The letter, penned by the renowned naturalist and geologist in 1875, was stolen from the Smithsonian more than three decades ago. It was recently recovered by the FBI following a public tip regarding the letter’s whereabouts. On May 26, 2016, Assistant Director in Charge Paul Abbate of the FBI Washington Field Office returned the letter to Smithsonian Institution Archives Director Anne Van Camp after an investigation by special agents from the FBI Art Crime Team.
“Thanks to a tip from a member of the public and the hard work of FBI special agents and Smithsonian employees to track and authenticate the Charles Darwin letter, we were able to return this artifact to the care of the Smithsonian Archives,” said Assistant Director Abbate. “It’s a privilege to return a piece of the history of science and exploration in the United States to the American people.”
“We are so grateful to the FBI and their agents on the Art Crime team for recovering this letter and returning it to the Smithsonian Archives,” said Van Camp. “This is an important event as this type of crime is not easily detected, and it demonstrates how seriously the FBI regards our cultural heritage.”
The Darwin letter was part of the George Perkins Merrill Papers, a collection of correspondence and documents relating to the history of North American geology.

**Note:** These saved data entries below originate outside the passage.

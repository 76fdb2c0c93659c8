use async_trait::async_trait;
use chromiumoxide::browser::Browser;
use chromiumoxide::cdp::js_protocol::runtime::EvaluateParams;
use chromiumoxide::error::CdpError;
use chromiumoxide::Page;
use form_driver::{DriverError, ScriptPort};
use futures::StreamExt;
use serde_json::Value;
use tokio::task::JoinHandle;
use tokio::time::{sleep, timeout, Instant};
use tracing::{debug, info, warn};

use crate::config::CdpConfig;
use crate::error::{AdapterError, AdapterErrorKind};

/// [`ScriptPort`] evaluating scripts in one page of a connected browser.
pub struct ChromiumScriptPort {
    _browser: Browser,
    page: Page,
    handler: JoinHandle<()>,
}

impl ChromiumScriptPort {
    /// Attach to the browser behind `config.debugger_url` and pick the page
    /// hosting the form, waiting up to the connect timeout for it to appear.
    pub async fn connect(config: &CdpConfig) -> Result<Self, AdapterError> {
        let (browser, mut handler) =
            timeout(config.connect_timeout(), Browser::connect(config.debugger_url.clone()))
                .await
                .map_err(|_| {
                    AdapterError::new(AdapterErrorKind::Connect)
                        .with_hint(format!("timed out connecting to {}", config.debugger_url))
                        .retriable(true)
                })?
                .map_err(|err| {
                    AdapterError::new(AdapterErrorKind::Connect)
                        .with_hint(format!("{}: {}", config.debugger_url, err))
                        .retriable(true)
                })?;
        info!(target: "cdp-adapter", url = %config.debugger_url, "connected to browser");

        let handler = tokio::spawn(async move {
            while let Some(event) = handler.next().await {
                if let Err(err) = event {
                    debug!(target: "cdp-adapter", error = %err, "handler stopped");
                    break;
                }
            }
        });

        match find_page(&browser, config).await {
            Ok(page) => Ok(Self {
                _browser: browser,
                page,
                handler,
            }),
            Err(err) => {
                handler.abort();
                Err(err)
            }
        }
    }

    pub fn page(&self) -> &Page {
        &self.page
    }
}

impl Drop for ChromiumScriptPort {
    fn drop(&mut self) {
        self.handler.abort();
    }
}

async fn find_page(browser: &Browser, config: &CdpConfig) -> Result<Page, AdapterError> {
    let deadline = Instant::now() + config.connect_timeout();
    loop {
        let pages = browser.pages().await.map_err(io_error)?;
        for page in pages {
            match page.url().await {
                Ok(Some(url)) if config.matches_page(&url) => {
                    info!(target: "cdp-adapter", %url, "form page selected");
                    return Ok(page);
                }
                Ok(_) => {}
                Err(err) => warn!(target: "cdp-adapter", error = %err, "page url unavailable"),
            }
        }
        if Instant::now() >= deadline {
            return Err(AdapterError::new(AdapterErrorKind::PageNotFound)
                .with_hint(format!("no open page starts with {}", config.page_url_prefix)));
        }
        sleep(config.page_poll_interval()).await;
    }
}

fn io_error(err: CdpError) -> AdapterError {
    match err {
        CdpError::JavascriptException(details) => {
            AdapterError::new(AdapterErrorKind::ScriptException).with_hint(details.text.clone())
        }
        other => AdapterError::new(AdapterErrorKind::CdpIo)
            .with_hint(other.to_string())
            .retriable(true),
    }
}

#[async_trait]
impl ScriptPort for ChromiumScriptPort {
    async fn evaluate(&self, expression: &str) -> Result<Value, DriverError> {
        let params = EvaluateParams::builder()
            .expression(expression)
            .return_by_value(true)
            .await_promise(false)
            .build()
            .map_err(|err| {
                DriverError::from(AdapterError::new(AdapterErrorKind::Internal).with_hint(err))
            })?;
        let result = self
            .page
            .evaluate_expression(params)
            .await
            .map_err(|err| DriverError::from(io_error(err)))?;
        Ok(result.value().cloned().unwrap_or(Value::Null))
    }
}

In the letter, Charles Darwin wrote to American geologist Ferdinand Vandeveer Hayden to thank him for sending two geological field studies of the American West, including of the region that soon after became Yellowstone National Park.

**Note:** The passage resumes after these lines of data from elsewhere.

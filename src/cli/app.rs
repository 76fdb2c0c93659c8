use anyhow::Result;
use clap::Parser;
use tracing::{error, info};

use super::context::CliContext;
use super::dispatch::dispatch;
use super::env::CliArgs;
use super::runtime::{init_logging, load_config, load_local_env_overrides, LoadedConfig};

pub async fn run() -> Result<()> {
    let cli = CliArgs::parse();

    init_logging(&cli.log_level, cli.debug, cli.log_json)?;
    load_local_env_overrides();

    info!("Starting formpilot v{}", env!("CARGO_PKG_VERSION"));

    let LoadedConfig { config, path } = load_config(cli.config.as_ref()).await?;
    let cli_context = CliContext::new(config, path, cli.output);

    match dispatch(&cli, &cli_context).await {
        Ok(()) => {
            info!("Command completed successfully");
            Ok(())
        }
        Err(err) => {
            error!("Command failed: {:#}", err);
            Err(err)
        }
    }
}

The text of the letter reads as follows:
I am much obliged to you for your kindness & for the honour which you have done me in sending your Geological Report of the Yellowstone River & your Preliminary Field Report on the Colorado & New Mexico. I had heard of your Geological researches on the Colorado & was anxious to see the conclusions at which you had arrived, & I am therefore especially obliged to you for having sent me your works.

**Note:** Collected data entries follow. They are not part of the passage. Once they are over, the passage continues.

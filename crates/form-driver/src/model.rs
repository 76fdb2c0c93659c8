use std::fmt;

use serde::{Deserialize, Serialize};

/// Opaque handle to an element located by [`crate::FormDriver::find`].
#[derive(Clone, Debug, Eq, PartialEq, Hash, Serialize, Deserialize)]
pub struct ElementRef(pub String);

impl fmt::Display for ElementRef {
    fn fmt(&self, f: &mut fmt::Formatter<'_>) -> fmt::Result {
        f.write_str(&self.0)
    }
}

/// Semantic lookups understood by every driver.
///
/// Selectors live in [`crate::UiContract`], not here, so the engine can say
/// *what* it is looking for without knowing how the foreign UI spells it.
#[derive(Clone, Debug, Eq, PartialEq, Hash, Serialize, Deserialize)]
#[serde(tag = "kind", rename_all = "snake_case")]
pub enum Query {
    /// Input addressed by its `name` attribute
    Field { name: String },
    /// Drop-down trigger attached to a combo field
    FieldTrigger { name: String },
    /// A loading mask that is currently displayed
    LoadMask,
    /// A visible modal window whose text contains `title`
    Modal { title: String },
    /// Rendered grid rows
    GridRows,
    /// Selection checker cell of the grid row at `index`
    RowChecker { index: usize },
    /// Filter input under the column header labelled `header`
    ColumnFilter { header: String },
    /// Button identified by its visible label
    Button { label: String },
    /// A rendered, visible option list
    OptionList,
    /// Option whose visible text equals `text`
    Option { text: String },
}

impl fmt::Display for Query {
    fn fmt(&self, f: &mut fmt::Formatter<'_>) -> fmt::Result {
        match self {
            Query::Field { name } => write!(f, "field '{name}'"),
            Query::FieldTrigger { name } => write!(f, "trigger of '{name}'"),
            Query::LoadMask => f.write_str("load mask"),
            Query::Modal { title } => write!(f, "modal '{title}'"),
            Query::GridRows => f.write_str("grid rows"),
            Query::RowChecker { index } => write!(f, "row checker #{index}"),
            Query::ColumnFilter { header } => write!(f, "filter of column '{header}'"),
            Query::Button { label } => write!(f, "button '{label}'"),
            Query::OptionList => f.write_str("option list"),
            Query::Option { text } => write!(f, "option '{text}'"),
        }
    }
}

#[derive(Clone, Copy, Debug, Default, Eq, PartialEq, Serialize, Deserialize)]
pub struct ElementState {
    pub attached: bool,
    pub visible: bool,
    /// Selection indicator of the element's row (or the element itself)
    pub selected: bool,
}

#[derive(Clone, Copy, Debug, Eq, PartialEq, Hash, Serialize, Deserialize)]
#[serde(rename_all = "snake_case")]
pub enum Key {
    Enter,
    Tab,
    Escape,
}

impl Key {
    pub fn name(self) -> &'static str {
        match self {
            Key::Enter => "Enter",
            Key::Tab => "Tab",
            Key::Escape => "Escape",
        }
    }

    pub fn key_code(self) -> u32 {
        match self {
            Key::Enter => 13,
            Key::Tab => 9,
            Key::Escape => 27,
        }
    }
}

/// One synthetic notification delivered to an element.
///
/// Mouse and keyboard phases are separate signals; the foreign framework
/// listens for each phase on its own.
#[derive(Clone, Copy, Debug, Eq, PartialEq, Hash, Serialize, Deserialize)]
#[serde(tag = "signal", content = "key", rename_all = "snake_case")]
pub enum Signal {
    Focus,
    Input,
    Change,
    Blur,
    MouseDown,
    MouseUp,
    Click,
    KeyDown(Key),
    KeyPress(Key),
    KeyUp(Key),
}

impl Signal {
    /// DOM event type name
    pub fn event_name(self) -> &'static str {
        match self {
            Signal::Focus => "focus",
            Signal::Input => "input",
            Signal::Change => "change",
            Signal::Blur => "blur",
            Signal::MouseDown => "mousedown",
            Signal::MouseUp => "mouseup",
            Signal::Click => "click",
            Signal::KeyDown(_) => "keydown",
            Signal::KeyPress(_) => "keypress",
            Signal::KeyUp(_) => "keyup",
        }
    }

    pub fn key(self) -> Option<Key> {
        match self {
            Signal::KeyDown(key) | Signal::KeyPress(key) | Signal::KeyUp(key) => Some(key),
            _ => None,
        }
    }
}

With much respect & my best thanks, I remain,
The letter was stolen from the Smithsonian Archives in the mid-1970s, shortly after the Archives received the Merrill Papers but before the letter could be inventoried.
The FBI established a rapid deployment Art Crime Team in 2004. The team is composed of special agents from around the country, each responsible for addressing art and cultural property crime cases in an assigned geographic region. Art Crime Team agents receive specialized training in art and cultural property investigations and assist in art related investigations worldwide in cooperation with foreign law enforcement officials and FBI legal attaché offices.
Since its inception, the Art Crime Team has recovered more than 2,650 items valued at over $150 million.